Should I use SSL for patching DMZ servers?

[yogijbear]

We have a small number of servers in our DMZ all are in their own workgroups so no knowledge of each other. They are also not all internet connected so patches must be pushed from internal to DMZ.

I noticed this post https://nikifoster.wordpress.com/2011/01/31/installing-configmgr-clients-on-servers-in-a-dmz/ which states as long as I have firewall rules inplace I can manually install the clients and have them talk directly back to my site server internally no certificates required.

 

I was also looking at https://social.technet.microsoft.com/Forums/en-US/f8b1b51e-515e-41f6-bb1e-cdeeabb11f6f/configmgr-2012-design-for-dmz?forum=configmanagergeneral and their option 3 is to build a DP/MP/SUP box still internal and have that configured with SSL to then talk to the DZ boxes.
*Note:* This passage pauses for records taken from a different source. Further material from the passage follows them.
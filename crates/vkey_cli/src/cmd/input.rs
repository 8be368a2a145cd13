use serde_json::Value as Json;
use vkey::flatten::{FieldValue, MapValue, StructValue, Value};

/// Type name given to the struct built from a top-level JSON object.
pub const DOCUMENT_TYPE: &str = "Document";

/// Map a parsed JSON document onto the value model.
///
/// A top-level object becomes a struct of exported, untagged fields holding
/// interface values. Nested objects become string-keyed maps of interfaces,
/// arrays become sequences of interfaces, and `null` is a nil interface.
/// Any other top-level document maps to its plain value, which the flattener
/// rejects.
pub fn document_to_value(document: Json) -> Value {
	match document {
		Json::Object(fields) => {
			let mut item = StructValue::new(DOCUMENT_TYPE);
			item.fields = fields.into_iter().map(|(name, value)| FieldValue::new(&name, interface_of(value))).collect();
			Value::Struct(item)
		}
		other => concrete(other),
	}
}

fn interface_of(value: Json) -> Value {
	match value {
		Json::Null => Value::Interface(None),
		other => Value::interface(concrete(other)),
	}
}

fn concrete(value: Json) -> Value {
	match value {
		Json::Null => Value::Null,
		Json::Bool(v) => Value::Bool(v),
		Json::Number(number) => {
			if let Some(v) = number.as_i64() {
				Value::I64(v)
			} else if let Some(v) = number.as_u64() {
				Value::U64(v)
			} else {
				Value::F64(number.as_f64().unwrap_or(f64::NAN))
			}
		}
		Json::String(text) => Value::from(text),
		Json::Array(items) => Value::Array(items.into_iter().map(interface_of).collect()),
		Json::Object(entries) => Value::Map(MapValue {
			entries: entries.into_iter().map(|(key, value)| (Value::from(key), interface_of(value))).collect(),
		}),
	}
}
mod capture;
mod error;
mod markers;
mod stringify;
mod value;
mod values;
mod walk;

/// serde-driven capture of arbitrary values into the runtime model.
pub use capture::{ValueSerializer, to_value};
/// Error and result aliases.
pub use error::{FlattenError, Result};
/// Wrappers marking interface-kind and stringer positions.
pub use markers::{Interface, Stringer};
/// Leaf stringification helpers.
pub use stringify::{render, to_strings};
/// Runtime value model.
pub use value::{FieldValue, Kind, MapValue, StructValue, Value};
/// Multi-valued output collection.
pub use values::Values;
/// Flattening entry points.
pub use walk::{SKIP_KEY, flatten_value, to_query_string, to_values};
If I were to build this design and enable SSL what effect will this have on my currently working internal environment. will every machine now have to use the new certifcates to talk to SCCM? or will it only be for boxes talking to the new Distribution Point which I can hopefully administer with boundary points.

[GarthMJ]

I personally would avoid HTTPS, it add a lot of complexity. you only need to open ports 80 and 8530 at a minimum.

 

I also would not put a in secondary site in DMZ, this will cause other issues.

[Peter van der Woude]

To add-on to Garth, in case you really would go for a scenario like that, the client would prefer a management point with HTTPS above HTTP. With the latest service pack you can use the boundary groups to add a preference for a management point. That preference goes above the HTTPS preference.